My anxieties as to behavior are futile, ever more so, to infinity. If the other, incidentally or negligently, gives the telephone number of a place where he or she can be reached at certain times, I immediately grow baffled: should I telephone or shouldn't I? (It would do no good to tell me that I can telephone - that is the objective, reasonable meaning of the message - for it is precisely this permission I don't know how to handle.) What is futile is what apparently has and will have no consequence. But for me, an amorous subject, everything which is new, everything which disturbs, is received not as a fact but in the aspect of a sign which must be interpreted. From the lover's point of view, the fact becomes consequential because it is immediately transformed into a sign: it is the sign, not the fact, which is consequential (by its aura). If the other has given me this new telephone number, what was that the sign of? Was it an invitation to telephone right away, for the pleasure of the call, or only should the occasion arise, out of necessity? My answer itself will be a sign, which the other will inevitably interpret, thereby releasing, between us, a tumultuous maneuvering of images. Everything signifies: by this proposition, I entrap myself, I bind myself in calculations, I keep myself from enjoyment.

 

Sometimes, by dint of deliberating about "nothing" (as the world sees it), I exhaust myself; then I try, in reaction, to return -- like a drowning man who stamps on the floor of the sea -- to a spontaneous decision (spontaneity: the great dream: paradise, power, delight): go on, telephone, since you want to!
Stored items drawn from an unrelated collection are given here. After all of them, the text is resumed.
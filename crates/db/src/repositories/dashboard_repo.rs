//! Aggregate counters for `GET /dashboard`.

use placement_core::access::{list_scope, Actor, ListScope};
use placement_core::status::{OfferStatus, TransferStatus};
use placement_core::types::DbId;
use sqlx::PgPool;

use crate::models::dashboard::{DashboardStats, StatusCount};
use crate::repositories::NotificationRepo;

/// Read-only dashboard queries.
pub struct DashboardRepo;

impl DashboardRepo {
    /// Counters for the actor's scope. Admin counters cover the whole platform.
    ///
    /// Every query takes a nullable `$1` user id; `NULL` disables the scope.
    pub async fn stats(pool: &PgPool, actor: &Actor) -> Result<DashboardStats, sqlx::Error> {
        let scope: Option<DbId> = match list_scope(actor) {
            ListScope::All => None,
            ListScope::Owned(user_id) => Some(user_id),
        };

        let cvs_by_status = sqlx::query_as::<_, StatusCount>(
            "SELECT s.name AS status, COUNT(c.id) AS count
             FROM cv_statuses s
             LEFT JOIN cvs c ON c.status_id = s.id
                 AND c.deleted_at IS NULL
                 AND ($1::BIGINT IS NULL OR c.owner_id = $1)
             GROUP BY s.id, s.name
             ORDER BY s.id",
        )
        .bind(scope)
        .fetch_all(pool)
        .await?;
        let total_cvs = cvs_by_status.iter().map(|s| s.count).sum();

        let pending_offers_made: i64 = sqlx::query_scalar(
            "SELECT COUNT(*) FROM offers
             WHERE status_id = $2 AND ($1::BIGINT IS NULL OR employer_id = $1)",
        )
        .bind(scope)
        .bind(OfferStatus::Pending.id())
        .fetch_one(pool)
        .await?;

        let pending_offers_received: i64 = sqlx::query_scalar(
            "SELECT COUNT(*) FROM offers o JOIN cvs c ON c.id = o.cv_id
             WHERE o.status_id = $2 AND ($1::BIGINT IS NULL OR c.owner_id = $1)",
        )
        .bind(scope)
        .bind(OfferStatus::Pending.id())
        .fetch_one(pool)
        .await?;

        let pending_transfers_received: i64 = sqlx::query_scalar(
            "SELECT COUNT(*) FROM transfers
             WHERE status_id = $2 AND ($1::BIGINT IS NULL OR to_user_id = $1)",
        )
        .bind(scope)
        .bind(TransferStatus::Pending.id())
        .fetch_one(pool)
        .await?;

        let active_processes: i64 = sqlx::query_scalar(
            "SELECT COUNT(*) FROM cv_processes p JOIN cvs c ON c.id = p.cv_id
             WHERE p.completed_at IS NULL
               AND ($1::BIGINT IS NULL OR c.owner_id = $1 OR p.employer_id = $1)",
        )
        .bind(scope)
        .fetch_one(pool)
        .await?;

        let unread_notifications = NotificationRepo::unread_count(pool, actor.user_id).await?;

        Ok(DashboardStats {
            cvs_by_status,
            total_cvs,
            pending_offers_made,
            pending_offers_received,
            pending_transfers_received,
            active_processes,
            unread_notifications,
        })
    }
}
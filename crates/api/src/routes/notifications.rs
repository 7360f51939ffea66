use axum::routing::{get, post};
use axum::Router;

use crate::handlers::notifications;
use crate::state::AppState;

/// Routes mounted at `/notifications`. Always scoped to the caller.
///
/// ```text
/// GET  /              -> list_notifications
/// GET  /unread-count  -> unread_count
/// POST /read-all      -> mark_all_read
/// POST /{id}/read     -> mark_read
/// ```
pub fn router() -> Router<AppState> {
    Router::new()
        .route("/", get(notifications::list_notifications))
        .route("/unread-count", get(notifications::unread_count))
        .route("/read-all", post(notifications::mark_all_read))
        .route("/{id}/read", post(notifications::mark_read))
}
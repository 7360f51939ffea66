//! Role-gated extractors for endpoints that only make sense for one kind of
//! account. Row-level checks still go through `placement_core::access`.

use axum::extract::FromRequestParts;
use axum::http::request::Parts;
use placement_core::error::CoreError;
use placement_core::roles::Role;

use super::auth::AuthUser;
use crate::error::AppError;
use crate::state::AppState;

/// Platform administrators only.
///
/// ```ignore
/// async fn review(RequireAdmin(admin): RequireAdmin) -> AppResult<Json<()>> {
///     Ok(Json(()))
/// }
/// ```
pub struct RequireAdmin(pub AuthUser);

/// Accounts that register and manage worker CVs (agents, recruitment
/// companies), plus admins.
pub struct RequireWorkerManager(pub AuthUser);

impl FromRequestParts<AppState> for RequireAdmin {
    type Rejection = AppError;

    async fn from_request_parts(
        parts: &mut Parts,
        state: &AppState,
    ) -> Result<Self, Self::Rejection> {
        gate(parts, state, |role| role == Role::Admin, "Admin role required")
            .await
            .map(RequireAdmin)
    }
}

impl FromRequestParts<AppState> for RequireWorkerManager {
    type Rejection = AppError;

    async fn from_request_parts(
        parts: &mut Parts,
        state: &AppState,
    ) -> Result<Self, Self::Rejection> {
        gate(
            parts,
            state,
            |role| role == Role::Admin || role.manages_workers(),
            "Only agents and recruitment companies manage worker profiles",
        )
        .await
        .map(RequireWorkerManager)
    }
}

async fn gate(
    parts: &mut Parts,
    state: &AppState,
    allowed: impl Fn(Role) -> bool,
    refusal: &str,
) -> Result<AuthUser, AppError> {
    let user = AuthUser::from_request_parts(parts, state).await?;
    if !allowed(user.role) {
        tracing::debug!(user_id = user.user_id, role = %user.role, "Role gate refused");
        return Err(AppError::Core(CoreError::Forbidden(refusal.into())));
    }
    Ok(user)
}
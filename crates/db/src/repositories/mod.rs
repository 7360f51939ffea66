//! Repository layer: one zero-sized struct per table group.
//!
//! Each repository exposes async methods taking `&PgPool` (or an open
//! transaction for multi-row workflows). Entities implement
//! [`base::Entity`] so lookups, lists and authorization go through
//! [`base::BaseRepo`].

pub mod base;
pub mod cv_repo;
pub mod dashboard_repo;
pub mod job_repo;
pub mod notification_repo;
pub mod offer_repo;
pub mod payment_repo;
pub mod process_repo;
pub mod role_repo;
pub mod session_repo;
pub mod transfer_repo;
pub mod user_repo;

pub use base::{BaseRepo, Condition, Entity};
pub use cv_repo::CvRepo;
pub use dashboard_repo::DashboardRepo;
pub use job_repo::JobRepo;
pub use notification_repo::NotificationRepo;
pub use offer_repo::OfferRepo;
pub use payment_repo::PaymentRepo;
pub use process_repo::ProcessRepo;
pub use role_repo::RoleRepo;
pub use session_repo::SessionRepo;
pub use transfer_repo::TransferRepo;
pub use user_repo::UserRepo;
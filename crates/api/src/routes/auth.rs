//! `/auth` routes.

use axum::routing::{get, post};
use axum::Router;

use crate::handlers::auth;
use crate::state::AppState;

/// Registration and the token lifecycle are public. `logout` and `me` take an
/// `AuthUser`, so they answer 401 without a bearer token.
pub fn router() -> Router<AppState> {
    let public = Router::new()
        .route("/register", post(auth::register))
        .route("/login", post(auth::login))
        .route("/refresh", post(auth::refresh));

    public
        .route("/logout", post(auth::logout))
        .route("/me", get(auth::me))
}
But such recourse is futile: amorous time does not permit the subject to align impulse and action, to make them coincide: I am not the man of mere "acting out" -- my madness is tempered, it is not seen; it is right away that I fear consequences, any consequence: it is my fear -- my deliberation -- which is "spontaneous.”

 

Roland Barthes

,

A Lover's Discourse: Fragments

 

That was awesome, thanks for sharing.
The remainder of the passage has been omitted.